Find the word "ScheduledMeterReadingDate" in the listing; pull out each line holding it.
(Beginning of EXCERPTED DATA)
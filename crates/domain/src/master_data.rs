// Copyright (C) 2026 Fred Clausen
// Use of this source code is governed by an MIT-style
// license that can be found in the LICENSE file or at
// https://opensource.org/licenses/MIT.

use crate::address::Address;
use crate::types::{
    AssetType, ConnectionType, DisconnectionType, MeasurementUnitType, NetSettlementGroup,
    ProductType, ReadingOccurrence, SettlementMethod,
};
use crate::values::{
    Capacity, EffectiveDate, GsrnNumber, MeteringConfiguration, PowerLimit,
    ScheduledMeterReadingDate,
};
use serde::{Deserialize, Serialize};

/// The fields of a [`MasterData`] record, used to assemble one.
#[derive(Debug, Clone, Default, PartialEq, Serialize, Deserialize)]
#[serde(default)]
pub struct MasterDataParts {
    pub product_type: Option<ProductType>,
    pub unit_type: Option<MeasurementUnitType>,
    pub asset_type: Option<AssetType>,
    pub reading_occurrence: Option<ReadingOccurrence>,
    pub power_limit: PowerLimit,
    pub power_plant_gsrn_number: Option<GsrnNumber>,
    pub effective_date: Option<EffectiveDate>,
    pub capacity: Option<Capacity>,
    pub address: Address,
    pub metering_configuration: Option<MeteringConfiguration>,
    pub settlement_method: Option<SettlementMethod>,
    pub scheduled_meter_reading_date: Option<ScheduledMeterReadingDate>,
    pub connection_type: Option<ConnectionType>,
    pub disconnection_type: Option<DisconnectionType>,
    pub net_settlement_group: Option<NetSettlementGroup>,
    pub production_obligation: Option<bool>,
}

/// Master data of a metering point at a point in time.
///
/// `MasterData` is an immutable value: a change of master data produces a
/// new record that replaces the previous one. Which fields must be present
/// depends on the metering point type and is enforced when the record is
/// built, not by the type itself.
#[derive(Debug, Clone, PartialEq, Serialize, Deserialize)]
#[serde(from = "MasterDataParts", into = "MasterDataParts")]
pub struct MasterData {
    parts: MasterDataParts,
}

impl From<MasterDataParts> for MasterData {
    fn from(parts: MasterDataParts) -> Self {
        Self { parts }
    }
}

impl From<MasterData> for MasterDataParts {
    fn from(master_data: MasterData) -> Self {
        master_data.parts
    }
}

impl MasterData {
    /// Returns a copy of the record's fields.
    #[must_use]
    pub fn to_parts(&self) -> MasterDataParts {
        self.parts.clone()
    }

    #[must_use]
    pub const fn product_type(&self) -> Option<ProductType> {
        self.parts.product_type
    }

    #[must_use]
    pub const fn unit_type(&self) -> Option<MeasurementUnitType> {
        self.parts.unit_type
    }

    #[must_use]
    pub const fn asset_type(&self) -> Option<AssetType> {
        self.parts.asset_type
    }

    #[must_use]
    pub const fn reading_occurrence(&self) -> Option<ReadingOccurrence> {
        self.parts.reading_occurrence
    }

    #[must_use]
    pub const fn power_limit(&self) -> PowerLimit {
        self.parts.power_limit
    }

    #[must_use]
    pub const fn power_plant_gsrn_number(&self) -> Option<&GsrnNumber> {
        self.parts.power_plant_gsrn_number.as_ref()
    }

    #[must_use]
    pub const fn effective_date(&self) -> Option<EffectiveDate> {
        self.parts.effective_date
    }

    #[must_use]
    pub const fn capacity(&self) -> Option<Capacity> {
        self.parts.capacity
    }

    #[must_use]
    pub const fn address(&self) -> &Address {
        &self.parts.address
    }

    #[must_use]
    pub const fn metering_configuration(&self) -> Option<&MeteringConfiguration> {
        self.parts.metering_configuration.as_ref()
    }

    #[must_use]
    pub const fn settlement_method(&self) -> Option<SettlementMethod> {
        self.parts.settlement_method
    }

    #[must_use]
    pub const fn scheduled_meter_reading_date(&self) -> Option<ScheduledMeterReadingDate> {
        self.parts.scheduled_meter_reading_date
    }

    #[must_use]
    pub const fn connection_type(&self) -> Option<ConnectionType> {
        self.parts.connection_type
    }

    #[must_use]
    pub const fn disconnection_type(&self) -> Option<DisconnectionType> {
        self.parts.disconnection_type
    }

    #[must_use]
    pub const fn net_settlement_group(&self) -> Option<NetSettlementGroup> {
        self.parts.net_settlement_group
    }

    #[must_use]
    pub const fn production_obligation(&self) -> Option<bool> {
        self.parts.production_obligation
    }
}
(End of EXCERPTED DATA)
(Beginning of EXCERPTED DATA)
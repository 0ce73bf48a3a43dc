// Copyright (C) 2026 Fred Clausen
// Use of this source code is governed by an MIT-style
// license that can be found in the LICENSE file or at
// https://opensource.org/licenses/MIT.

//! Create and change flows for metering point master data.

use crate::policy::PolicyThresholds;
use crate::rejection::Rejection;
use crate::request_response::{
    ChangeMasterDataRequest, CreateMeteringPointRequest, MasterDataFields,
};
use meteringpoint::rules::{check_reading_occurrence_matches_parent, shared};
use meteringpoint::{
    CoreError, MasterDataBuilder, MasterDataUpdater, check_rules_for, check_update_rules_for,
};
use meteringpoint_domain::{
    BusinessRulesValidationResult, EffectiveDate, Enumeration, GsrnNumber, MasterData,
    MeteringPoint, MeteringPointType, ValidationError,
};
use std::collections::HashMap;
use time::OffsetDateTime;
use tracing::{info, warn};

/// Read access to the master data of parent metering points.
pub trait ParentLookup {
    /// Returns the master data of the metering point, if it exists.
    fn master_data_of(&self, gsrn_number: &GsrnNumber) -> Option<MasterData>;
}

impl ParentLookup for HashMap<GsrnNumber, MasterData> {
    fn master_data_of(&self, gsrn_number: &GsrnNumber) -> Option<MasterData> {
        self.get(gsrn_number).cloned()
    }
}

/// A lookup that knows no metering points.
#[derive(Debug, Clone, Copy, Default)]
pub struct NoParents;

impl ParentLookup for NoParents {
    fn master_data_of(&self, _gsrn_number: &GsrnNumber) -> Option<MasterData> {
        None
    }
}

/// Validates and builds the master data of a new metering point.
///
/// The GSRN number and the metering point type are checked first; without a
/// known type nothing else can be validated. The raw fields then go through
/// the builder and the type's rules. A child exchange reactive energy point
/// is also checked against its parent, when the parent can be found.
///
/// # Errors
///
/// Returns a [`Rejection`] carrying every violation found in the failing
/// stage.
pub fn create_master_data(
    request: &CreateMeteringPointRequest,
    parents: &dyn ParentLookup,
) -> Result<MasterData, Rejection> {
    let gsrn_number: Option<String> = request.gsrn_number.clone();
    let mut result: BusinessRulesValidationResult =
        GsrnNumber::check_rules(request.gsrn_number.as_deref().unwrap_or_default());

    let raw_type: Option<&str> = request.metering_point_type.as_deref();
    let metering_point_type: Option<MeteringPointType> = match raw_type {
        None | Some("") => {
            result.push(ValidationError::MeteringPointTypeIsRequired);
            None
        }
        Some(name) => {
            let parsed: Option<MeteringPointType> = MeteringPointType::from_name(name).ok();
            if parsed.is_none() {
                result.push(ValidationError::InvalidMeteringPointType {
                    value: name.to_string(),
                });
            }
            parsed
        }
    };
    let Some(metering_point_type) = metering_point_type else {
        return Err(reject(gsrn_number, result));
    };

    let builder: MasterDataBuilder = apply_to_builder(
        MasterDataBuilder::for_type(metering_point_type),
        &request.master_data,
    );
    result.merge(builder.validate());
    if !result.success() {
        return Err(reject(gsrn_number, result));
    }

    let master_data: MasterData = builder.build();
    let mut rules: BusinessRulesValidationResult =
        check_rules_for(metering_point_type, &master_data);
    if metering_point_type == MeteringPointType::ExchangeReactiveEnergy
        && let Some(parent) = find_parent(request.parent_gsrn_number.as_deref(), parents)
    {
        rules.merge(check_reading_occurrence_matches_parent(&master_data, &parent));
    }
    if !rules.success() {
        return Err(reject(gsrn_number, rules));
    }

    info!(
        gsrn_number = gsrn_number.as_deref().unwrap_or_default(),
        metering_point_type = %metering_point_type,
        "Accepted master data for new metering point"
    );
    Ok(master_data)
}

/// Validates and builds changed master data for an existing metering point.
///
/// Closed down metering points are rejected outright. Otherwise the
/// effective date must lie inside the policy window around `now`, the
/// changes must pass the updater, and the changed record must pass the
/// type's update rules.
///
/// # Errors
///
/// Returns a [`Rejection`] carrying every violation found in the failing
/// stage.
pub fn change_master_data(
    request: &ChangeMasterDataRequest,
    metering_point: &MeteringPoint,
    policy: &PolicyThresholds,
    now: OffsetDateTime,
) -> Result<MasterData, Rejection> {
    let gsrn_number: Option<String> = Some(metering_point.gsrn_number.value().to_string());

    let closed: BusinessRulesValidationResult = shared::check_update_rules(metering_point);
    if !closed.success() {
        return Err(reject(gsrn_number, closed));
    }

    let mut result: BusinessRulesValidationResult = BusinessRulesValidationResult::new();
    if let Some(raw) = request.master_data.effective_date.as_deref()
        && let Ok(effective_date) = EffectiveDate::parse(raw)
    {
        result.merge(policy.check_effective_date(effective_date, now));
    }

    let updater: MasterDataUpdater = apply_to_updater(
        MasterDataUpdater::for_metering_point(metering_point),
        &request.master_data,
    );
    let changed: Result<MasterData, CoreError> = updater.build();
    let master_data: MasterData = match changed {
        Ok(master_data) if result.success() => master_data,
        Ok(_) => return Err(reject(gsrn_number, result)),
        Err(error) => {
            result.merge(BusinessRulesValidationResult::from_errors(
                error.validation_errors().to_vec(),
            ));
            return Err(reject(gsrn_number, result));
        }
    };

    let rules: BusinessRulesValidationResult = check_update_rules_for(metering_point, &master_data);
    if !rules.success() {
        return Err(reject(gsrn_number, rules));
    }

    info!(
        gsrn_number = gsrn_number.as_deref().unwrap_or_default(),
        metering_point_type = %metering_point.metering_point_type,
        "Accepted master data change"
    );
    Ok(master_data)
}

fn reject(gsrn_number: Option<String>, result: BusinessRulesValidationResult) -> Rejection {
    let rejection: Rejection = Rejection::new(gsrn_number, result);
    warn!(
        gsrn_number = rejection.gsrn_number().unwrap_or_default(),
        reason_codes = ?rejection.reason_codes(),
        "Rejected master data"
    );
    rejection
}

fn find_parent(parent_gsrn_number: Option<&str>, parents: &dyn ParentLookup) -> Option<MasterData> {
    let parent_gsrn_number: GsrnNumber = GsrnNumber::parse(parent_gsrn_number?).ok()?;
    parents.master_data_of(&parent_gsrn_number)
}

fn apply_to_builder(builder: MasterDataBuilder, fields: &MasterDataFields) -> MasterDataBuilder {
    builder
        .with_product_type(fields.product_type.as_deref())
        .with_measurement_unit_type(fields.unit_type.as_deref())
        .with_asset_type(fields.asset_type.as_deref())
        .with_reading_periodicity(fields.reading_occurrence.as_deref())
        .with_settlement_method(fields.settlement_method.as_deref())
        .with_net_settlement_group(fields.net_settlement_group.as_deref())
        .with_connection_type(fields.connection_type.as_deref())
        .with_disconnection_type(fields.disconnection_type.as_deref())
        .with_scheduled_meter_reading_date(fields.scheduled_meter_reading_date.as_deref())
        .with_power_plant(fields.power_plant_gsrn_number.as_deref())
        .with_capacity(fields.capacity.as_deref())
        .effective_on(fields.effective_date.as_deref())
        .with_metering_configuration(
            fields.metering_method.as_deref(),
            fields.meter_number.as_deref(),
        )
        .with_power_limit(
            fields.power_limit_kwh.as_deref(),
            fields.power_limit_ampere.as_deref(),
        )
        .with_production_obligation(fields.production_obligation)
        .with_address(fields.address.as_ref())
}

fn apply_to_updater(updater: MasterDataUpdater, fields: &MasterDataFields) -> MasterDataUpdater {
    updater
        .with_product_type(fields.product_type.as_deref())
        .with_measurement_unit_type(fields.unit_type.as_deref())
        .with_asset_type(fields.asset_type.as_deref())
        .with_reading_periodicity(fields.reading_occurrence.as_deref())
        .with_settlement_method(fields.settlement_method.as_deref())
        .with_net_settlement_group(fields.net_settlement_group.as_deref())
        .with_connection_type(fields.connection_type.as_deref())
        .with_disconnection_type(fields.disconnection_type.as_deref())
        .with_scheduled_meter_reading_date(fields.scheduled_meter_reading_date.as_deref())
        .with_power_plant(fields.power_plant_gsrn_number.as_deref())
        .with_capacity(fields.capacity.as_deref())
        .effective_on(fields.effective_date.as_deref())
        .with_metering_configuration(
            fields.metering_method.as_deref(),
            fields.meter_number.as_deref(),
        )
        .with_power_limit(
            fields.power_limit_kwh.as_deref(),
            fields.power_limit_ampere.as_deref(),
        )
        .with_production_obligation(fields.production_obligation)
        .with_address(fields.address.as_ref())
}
(End of EXCERPTED DATA)
EXERCISE SOLUTION:
    ScheduledMeterReadingDate,
    pub scheduled_meter_reading_date: Option<ScheduledMeterReadingDate>,
    pub const fn scheduled_meter_reading_date(&self) -> Option<ScheduledMeterReadingDate> {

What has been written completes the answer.